**WORK TO COMPLETE**. Within the data below, find the string "nothing" and return each line where it occurs.

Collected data
=== Section Start ===

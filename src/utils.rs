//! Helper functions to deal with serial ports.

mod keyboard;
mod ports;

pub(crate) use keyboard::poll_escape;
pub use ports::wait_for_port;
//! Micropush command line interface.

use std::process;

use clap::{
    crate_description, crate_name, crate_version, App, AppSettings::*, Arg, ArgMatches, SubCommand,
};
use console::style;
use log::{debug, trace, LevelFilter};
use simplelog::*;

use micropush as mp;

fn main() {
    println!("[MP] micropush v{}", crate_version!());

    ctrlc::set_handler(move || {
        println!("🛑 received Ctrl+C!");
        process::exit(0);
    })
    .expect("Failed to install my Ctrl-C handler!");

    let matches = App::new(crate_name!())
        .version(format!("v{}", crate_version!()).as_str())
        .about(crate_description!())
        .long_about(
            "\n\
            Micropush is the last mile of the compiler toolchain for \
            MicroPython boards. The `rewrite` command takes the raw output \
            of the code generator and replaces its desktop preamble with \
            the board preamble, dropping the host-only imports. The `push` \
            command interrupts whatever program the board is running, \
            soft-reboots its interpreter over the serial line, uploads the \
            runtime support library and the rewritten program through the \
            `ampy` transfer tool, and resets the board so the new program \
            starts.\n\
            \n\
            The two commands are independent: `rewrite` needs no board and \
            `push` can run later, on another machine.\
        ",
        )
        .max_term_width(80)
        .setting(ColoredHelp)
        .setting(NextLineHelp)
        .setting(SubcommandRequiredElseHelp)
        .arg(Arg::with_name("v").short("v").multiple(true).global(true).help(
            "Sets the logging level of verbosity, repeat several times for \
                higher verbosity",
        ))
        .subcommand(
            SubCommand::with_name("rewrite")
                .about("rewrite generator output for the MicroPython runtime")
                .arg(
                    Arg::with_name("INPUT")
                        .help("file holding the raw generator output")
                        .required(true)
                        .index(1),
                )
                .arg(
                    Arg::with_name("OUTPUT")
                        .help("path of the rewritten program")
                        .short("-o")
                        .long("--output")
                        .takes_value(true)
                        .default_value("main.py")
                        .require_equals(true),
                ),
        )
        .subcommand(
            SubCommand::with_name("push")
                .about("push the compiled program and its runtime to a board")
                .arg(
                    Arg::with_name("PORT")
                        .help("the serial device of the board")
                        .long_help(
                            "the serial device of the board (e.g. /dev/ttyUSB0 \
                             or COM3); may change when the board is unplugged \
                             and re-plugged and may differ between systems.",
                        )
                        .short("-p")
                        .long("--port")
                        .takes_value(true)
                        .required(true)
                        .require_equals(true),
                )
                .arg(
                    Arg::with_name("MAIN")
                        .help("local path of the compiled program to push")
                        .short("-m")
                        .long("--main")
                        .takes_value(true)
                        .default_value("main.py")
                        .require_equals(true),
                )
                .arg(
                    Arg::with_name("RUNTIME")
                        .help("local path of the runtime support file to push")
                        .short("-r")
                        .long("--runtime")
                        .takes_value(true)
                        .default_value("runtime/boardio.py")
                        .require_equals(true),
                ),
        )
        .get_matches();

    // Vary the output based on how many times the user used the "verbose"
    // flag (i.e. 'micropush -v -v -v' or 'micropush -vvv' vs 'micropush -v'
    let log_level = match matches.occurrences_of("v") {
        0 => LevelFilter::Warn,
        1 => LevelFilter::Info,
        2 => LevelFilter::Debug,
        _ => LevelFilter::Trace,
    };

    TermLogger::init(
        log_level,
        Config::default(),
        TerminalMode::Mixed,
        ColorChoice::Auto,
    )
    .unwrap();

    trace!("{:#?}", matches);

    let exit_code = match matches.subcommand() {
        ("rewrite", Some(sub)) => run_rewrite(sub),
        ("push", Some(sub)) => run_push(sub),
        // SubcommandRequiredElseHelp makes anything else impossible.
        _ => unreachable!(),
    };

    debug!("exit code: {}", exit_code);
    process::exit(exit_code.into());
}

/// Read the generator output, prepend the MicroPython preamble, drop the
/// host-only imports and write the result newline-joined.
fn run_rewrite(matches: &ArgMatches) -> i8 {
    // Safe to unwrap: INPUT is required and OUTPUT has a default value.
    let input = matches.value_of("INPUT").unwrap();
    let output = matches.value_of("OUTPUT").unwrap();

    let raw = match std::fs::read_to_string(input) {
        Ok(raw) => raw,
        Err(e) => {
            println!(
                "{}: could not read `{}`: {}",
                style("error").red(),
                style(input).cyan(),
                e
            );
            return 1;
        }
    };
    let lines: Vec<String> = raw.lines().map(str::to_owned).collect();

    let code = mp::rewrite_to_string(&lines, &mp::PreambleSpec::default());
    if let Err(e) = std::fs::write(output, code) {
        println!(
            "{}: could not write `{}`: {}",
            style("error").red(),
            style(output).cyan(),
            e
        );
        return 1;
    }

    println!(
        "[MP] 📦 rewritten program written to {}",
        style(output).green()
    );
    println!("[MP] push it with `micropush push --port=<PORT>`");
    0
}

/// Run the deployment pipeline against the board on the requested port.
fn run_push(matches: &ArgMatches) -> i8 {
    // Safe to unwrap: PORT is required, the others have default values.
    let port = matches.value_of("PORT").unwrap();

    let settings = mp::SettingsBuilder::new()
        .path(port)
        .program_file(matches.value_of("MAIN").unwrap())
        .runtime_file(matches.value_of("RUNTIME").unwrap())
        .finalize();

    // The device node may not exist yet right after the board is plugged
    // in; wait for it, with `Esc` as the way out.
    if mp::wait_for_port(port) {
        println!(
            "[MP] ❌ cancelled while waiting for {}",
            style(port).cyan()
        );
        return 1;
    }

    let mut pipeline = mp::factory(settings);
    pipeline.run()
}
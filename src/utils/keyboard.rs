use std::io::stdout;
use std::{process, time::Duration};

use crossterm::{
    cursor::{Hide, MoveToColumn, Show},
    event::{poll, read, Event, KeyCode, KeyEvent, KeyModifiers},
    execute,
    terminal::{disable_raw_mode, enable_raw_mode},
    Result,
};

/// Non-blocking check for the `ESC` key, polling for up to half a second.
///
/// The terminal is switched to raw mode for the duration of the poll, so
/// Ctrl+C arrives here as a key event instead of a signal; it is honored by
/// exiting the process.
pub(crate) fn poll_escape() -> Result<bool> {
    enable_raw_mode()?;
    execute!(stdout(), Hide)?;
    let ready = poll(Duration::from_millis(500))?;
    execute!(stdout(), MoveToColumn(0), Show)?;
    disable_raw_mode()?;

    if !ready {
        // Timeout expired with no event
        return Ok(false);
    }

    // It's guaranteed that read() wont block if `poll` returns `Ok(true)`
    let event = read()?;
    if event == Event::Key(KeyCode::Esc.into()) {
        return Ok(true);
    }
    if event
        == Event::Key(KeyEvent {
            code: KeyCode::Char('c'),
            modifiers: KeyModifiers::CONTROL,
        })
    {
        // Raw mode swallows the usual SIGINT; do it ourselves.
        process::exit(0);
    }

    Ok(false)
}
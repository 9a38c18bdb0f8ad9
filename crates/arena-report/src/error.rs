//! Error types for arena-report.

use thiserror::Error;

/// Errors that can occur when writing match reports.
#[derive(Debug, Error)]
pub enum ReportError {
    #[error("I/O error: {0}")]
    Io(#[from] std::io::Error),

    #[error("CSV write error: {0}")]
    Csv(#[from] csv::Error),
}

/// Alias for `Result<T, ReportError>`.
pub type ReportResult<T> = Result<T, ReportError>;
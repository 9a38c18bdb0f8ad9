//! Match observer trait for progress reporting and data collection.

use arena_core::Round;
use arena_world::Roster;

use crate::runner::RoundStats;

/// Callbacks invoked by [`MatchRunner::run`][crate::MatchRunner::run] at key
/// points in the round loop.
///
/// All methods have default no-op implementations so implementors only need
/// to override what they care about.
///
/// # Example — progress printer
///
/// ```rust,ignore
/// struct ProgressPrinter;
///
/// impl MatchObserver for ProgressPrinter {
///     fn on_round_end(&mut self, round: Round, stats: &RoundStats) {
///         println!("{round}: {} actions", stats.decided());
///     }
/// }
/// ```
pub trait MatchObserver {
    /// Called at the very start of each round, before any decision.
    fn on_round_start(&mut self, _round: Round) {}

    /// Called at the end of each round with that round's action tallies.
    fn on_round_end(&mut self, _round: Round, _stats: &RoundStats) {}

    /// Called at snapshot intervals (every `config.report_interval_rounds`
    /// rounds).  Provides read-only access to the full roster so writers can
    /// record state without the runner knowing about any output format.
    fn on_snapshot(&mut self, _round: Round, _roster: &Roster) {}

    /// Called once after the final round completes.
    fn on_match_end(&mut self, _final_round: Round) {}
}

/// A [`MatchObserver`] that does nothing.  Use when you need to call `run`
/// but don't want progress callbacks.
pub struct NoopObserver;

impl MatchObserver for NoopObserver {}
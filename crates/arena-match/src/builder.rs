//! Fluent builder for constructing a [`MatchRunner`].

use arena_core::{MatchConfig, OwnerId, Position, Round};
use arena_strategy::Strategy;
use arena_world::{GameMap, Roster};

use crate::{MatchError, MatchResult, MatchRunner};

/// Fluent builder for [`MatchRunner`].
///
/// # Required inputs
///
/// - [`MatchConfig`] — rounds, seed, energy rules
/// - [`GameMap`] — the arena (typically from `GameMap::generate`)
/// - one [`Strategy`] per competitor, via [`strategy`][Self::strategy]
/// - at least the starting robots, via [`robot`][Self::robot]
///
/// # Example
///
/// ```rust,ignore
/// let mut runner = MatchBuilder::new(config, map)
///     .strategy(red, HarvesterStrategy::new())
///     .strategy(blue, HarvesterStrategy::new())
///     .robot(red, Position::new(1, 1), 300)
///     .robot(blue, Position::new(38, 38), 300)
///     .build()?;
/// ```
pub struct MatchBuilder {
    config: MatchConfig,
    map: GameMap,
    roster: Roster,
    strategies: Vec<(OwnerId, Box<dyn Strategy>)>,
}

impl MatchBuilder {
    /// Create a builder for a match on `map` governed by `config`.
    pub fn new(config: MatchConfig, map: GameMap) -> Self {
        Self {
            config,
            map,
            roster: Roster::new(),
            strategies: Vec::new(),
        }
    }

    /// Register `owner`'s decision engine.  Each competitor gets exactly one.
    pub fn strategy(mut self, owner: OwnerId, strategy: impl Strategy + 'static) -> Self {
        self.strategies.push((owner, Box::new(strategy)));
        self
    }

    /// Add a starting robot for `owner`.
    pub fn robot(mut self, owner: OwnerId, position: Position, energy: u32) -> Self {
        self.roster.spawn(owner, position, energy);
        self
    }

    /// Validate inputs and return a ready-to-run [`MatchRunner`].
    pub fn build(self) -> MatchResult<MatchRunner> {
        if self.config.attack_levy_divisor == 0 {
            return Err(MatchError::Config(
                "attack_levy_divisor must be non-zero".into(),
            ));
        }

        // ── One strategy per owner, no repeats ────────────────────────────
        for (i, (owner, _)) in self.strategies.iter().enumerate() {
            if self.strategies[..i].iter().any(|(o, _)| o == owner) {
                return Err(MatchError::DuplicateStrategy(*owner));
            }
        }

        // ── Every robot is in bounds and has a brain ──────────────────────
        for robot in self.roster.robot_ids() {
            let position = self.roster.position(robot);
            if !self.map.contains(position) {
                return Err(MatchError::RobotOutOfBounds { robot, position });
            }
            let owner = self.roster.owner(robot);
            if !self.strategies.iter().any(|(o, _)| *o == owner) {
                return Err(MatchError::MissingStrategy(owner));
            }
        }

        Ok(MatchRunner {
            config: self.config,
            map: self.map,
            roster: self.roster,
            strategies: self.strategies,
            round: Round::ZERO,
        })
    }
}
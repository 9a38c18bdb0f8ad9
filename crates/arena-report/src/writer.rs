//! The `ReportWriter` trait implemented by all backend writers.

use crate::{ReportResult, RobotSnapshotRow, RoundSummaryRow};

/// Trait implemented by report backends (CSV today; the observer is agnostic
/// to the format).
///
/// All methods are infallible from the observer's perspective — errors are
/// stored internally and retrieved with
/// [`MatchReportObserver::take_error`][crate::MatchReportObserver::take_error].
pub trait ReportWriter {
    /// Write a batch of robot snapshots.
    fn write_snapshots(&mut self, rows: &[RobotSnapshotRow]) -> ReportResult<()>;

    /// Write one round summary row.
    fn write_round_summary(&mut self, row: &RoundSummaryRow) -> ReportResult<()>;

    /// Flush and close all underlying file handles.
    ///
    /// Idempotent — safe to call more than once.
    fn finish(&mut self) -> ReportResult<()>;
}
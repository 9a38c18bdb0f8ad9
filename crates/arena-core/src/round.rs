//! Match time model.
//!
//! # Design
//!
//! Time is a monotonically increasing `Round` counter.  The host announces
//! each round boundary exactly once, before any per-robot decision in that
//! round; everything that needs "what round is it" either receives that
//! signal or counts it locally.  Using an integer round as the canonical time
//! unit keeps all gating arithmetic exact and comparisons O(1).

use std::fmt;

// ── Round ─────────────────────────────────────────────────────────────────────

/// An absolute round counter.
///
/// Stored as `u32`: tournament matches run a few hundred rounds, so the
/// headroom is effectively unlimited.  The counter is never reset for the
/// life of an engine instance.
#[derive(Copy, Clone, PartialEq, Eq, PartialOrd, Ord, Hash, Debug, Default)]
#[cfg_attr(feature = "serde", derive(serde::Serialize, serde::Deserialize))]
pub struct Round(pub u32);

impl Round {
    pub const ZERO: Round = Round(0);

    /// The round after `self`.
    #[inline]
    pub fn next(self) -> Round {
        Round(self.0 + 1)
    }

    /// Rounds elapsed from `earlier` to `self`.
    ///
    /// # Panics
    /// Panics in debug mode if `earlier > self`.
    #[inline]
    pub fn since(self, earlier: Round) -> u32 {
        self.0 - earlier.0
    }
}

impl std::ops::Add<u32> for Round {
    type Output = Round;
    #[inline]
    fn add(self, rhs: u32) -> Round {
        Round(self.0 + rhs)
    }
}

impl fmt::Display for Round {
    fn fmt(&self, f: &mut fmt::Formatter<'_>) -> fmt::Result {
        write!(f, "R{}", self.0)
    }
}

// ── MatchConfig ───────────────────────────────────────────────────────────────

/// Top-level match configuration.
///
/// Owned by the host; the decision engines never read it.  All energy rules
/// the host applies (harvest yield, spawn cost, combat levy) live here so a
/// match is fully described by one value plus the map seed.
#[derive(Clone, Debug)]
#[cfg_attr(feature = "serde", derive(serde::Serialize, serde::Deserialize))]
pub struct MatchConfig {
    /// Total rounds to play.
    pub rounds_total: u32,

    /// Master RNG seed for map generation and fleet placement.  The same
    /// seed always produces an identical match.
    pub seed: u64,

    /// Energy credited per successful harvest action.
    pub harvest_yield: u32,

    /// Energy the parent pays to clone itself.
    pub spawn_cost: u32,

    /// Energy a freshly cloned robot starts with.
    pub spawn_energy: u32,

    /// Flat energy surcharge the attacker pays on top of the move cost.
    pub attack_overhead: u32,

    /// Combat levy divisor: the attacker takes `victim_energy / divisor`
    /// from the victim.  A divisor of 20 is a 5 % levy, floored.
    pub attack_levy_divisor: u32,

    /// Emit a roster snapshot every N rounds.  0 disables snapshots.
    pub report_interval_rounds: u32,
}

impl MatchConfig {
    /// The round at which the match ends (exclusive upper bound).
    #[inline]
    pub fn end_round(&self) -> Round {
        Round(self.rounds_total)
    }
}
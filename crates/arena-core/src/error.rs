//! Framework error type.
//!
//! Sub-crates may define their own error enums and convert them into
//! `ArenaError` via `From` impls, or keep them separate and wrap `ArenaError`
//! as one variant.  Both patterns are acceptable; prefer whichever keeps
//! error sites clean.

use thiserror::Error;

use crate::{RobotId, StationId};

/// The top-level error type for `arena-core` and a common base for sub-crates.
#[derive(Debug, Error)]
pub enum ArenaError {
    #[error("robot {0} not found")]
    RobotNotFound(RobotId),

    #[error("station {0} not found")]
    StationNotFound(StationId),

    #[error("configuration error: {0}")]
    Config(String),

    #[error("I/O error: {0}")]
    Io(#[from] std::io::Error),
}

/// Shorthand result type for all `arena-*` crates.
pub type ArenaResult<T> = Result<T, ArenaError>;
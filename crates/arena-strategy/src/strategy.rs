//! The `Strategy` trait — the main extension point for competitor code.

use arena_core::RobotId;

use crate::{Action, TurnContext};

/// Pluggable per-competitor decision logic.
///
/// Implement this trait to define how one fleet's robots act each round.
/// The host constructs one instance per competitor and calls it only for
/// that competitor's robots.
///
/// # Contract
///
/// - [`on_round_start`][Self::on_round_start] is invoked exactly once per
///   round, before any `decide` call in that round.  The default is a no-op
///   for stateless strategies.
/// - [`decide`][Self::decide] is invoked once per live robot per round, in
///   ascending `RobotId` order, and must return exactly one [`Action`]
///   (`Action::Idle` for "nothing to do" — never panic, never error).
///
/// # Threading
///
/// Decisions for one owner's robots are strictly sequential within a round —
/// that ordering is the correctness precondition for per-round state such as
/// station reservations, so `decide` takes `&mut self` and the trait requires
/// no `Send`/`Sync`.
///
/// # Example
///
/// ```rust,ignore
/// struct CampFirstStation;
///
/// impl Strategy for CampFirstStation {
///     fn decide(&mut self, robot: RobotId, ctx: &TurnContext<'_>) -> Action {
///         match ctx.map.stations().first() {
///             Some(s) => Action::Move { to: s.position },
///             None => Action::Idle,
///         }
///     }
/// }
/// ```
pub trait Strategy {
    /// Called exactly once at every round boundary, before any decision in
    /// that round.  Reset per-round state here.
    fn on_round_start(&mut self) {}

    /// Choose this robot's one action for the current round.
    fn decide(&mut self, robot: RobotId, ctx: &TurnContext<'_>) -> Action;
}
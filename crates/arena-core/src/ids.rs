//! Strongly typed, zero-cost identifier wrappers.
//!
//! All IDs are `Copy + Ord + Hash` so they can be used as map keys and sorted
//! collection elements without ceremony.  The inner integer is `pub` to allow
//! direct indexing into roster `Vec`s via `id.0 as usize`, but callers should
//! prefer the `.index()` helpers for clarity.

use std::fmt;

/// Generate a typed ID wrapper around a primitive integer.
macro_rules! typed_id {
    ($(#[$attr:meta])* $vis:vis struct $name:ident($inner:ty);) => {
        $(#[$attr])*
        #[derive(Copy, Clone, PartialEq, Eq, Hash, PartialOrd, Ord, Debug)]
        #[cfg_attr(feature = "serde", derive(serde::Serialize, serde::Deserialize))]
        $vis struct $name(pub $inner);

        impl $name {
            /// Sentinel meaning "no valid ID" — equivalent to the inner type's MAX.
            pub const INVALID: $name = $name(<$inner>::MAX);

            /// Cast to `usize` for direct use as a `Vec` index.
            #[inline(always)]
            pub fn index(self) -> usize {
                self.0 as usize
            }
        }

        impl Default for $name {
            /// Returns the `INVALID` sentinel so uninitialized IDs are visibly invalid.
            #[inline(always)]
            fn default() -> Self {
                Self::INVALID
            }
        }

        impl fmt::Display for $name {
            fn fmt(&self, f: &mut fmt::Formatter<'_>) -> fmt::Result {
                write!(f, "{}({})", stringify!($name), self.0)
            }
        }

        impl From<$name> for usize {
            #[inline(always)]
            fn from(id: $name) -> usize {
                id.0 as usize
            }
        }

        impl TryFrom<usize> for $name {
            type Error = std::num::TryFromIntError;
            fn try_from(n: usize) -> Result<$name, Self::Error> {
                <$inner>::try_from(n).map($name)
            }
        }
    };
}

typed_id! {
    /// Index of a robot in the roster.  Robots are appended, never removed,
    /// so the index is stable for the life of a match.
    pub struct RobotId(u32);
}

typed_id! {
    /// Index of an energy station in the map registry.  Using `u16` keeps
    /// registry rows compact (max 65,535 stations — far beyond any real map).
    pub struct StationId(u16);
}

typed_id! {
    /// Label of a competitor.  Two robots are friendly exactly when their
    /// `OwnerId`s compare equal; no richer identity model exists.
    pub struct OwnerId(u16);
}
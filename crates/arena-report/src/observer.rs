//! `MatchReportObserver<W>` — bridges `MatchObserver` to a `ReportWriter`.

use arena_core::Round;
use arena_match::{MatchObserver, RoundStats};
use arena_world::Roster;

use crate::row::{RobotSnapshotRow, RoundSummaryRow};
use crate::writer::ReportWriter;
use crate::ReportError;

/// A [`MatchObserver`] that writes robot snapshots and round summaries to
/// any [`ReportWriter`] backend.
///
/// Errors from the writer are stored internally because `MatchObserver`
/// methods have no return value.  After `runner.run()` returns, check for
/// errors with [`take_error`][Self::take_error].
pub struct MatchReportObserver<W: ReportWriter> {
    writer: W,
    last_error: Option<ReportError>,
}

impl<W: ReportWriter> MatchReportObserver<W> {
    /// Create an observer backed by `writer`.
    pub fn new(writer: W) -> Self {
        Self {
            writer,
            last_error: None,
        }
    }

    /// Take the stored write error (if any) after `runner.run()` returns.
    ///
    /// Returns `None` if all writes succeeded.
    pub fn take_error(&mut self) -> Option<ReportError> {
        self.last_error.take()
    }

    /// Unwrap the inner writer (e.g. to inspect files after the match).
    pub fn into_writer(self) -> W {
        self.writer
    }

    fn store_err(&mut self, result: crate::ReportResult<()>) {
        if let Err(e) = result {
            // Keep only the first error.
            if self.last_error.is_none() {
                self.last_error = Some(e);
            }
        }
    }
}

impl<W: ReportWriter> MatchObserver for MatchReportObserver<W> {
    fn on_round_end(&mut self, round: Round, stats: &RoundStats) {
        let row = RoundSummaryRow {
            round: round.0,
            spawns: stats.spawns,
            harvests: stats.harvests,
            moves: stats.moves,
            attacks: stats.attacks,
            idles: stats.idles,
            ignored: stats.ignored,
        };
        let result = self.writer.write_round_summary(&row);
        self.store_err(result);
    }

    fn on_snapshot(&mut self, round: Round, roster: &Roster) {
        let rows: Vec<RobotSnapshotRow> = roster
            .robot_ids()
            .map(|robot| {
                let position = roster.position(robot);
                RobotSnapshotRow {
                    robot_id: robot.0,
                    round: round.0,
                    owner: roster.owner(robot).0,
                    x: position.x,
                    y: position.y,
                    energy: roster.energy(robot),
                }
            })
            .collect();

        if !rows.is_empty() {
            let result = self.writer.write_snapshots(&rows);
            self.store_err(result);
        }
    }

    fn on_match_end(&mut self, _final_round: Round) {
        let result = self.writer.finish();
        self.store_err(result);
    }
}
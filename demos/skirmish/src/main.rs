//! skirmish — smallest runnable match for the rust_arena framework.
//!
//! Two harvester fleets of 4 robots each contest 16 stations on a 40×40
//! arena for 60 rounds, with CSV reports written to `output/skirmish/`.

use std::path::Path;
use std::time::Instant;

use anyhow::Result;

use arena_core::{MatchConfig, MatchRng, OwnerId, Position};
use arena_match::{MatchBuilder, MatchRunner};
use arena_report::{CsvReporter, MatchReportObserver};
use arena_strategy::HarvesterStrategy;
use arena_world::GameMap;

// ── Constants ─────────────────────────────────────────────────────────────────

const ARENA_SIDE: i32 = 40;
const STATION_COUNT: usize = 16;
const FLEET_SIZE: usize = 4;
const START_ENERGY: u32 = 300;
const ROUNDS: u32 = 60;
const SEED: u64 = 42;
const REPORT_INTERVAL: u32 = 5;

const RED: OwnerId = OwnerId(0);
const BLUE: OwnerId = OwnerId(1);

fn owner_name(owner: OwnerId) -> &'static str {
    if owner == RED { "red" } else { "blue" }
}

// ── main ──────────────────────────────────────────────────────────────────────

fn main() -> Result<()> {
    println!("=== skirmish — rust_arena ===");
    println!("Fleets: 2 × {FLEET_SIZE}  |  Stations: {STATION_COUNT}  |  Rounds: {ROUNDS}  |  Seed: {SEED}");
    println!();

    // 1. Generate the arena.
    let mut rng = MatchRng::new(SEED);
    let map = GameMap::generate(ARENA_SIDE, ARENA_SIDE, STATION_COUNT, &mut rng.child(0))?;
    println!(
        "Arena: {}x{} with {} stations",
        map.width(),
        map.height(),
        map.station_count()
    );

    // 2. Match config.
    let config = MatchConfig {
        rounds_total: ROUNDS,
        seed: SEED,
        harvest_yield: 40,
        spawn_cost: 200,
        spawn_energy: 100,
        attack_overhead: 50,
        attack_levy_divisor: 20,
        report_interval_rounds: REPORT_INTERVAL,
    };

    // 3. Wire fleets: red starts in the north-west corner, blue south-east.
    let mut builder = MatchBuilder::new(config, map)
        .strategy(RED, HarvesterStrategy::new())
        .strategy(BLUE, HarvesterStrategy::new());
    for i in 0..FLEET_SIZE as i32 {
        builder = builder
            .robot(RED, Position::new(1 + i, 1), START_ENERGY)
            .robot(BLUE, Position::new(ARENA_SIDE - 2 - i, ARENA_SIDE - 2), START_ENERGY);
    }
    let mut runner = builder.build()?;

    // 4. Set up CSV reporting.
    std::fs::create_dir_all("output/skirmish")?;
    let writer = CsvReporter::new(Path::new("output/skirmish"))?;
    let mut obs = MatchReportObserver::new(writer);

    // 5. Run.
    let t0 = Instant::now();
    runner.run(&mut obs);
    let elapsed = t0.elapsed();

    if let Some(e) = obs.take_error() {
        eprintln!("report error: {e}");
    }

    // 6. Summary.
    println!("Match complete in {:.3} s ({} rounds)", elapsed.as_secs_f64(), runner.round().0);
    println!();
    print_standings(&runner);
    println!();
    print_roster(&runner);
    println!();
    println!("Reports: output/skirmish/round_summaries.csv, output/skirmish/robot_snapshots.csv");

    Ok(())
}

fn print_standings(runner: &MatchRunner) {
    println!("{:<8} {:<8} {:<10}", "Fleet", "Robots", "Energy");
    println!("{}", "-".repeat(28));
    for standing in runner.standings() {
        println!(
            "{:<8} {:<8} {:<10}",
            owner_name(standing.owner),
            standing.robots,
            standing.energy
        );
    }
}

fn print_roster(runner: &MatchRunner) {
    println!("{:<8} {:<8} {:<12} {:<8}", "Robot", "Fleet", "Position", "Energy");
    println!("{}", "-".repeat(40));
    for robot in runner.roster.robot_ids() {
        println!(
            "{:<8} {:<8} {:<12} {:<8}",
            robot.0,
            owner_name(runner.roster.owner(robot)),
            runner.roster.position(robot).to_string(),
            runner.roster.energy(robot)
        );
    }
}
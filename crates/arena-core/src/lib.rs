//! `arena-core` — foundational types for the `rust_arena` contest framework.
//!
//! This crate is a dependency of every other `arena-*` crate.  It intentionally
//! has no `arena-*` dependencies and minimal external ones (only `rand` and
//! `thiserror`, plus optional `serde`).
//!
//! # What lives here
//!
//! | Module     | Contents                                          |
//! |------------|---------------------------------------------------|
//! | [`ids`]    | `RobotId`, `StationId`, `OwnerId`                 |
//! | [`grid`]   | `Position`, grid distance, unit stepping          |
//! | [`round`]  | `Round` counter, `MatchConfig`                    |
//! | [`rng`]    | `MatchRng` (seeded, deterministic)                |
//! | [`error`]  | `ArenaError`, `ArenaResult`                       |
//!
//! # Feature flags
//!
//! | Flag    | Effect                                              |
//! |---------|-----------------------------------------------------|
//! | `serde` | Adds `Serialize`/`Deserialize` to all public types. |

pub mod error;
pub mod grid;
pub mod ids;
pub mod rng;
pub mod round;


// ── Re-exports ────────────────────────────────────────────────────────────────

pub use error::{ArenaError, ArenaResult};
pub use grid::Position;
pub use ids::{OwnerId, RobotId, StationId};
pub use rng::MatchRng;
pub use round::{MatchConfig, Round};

=== Section End ===

**RESULT FOR THIS EXERCISE**.
/// A [`MatchObserver`] that does nothing.  Use when you need to call `run`
///   (`Action::Idle` for "nothing to do" — never panic, never error).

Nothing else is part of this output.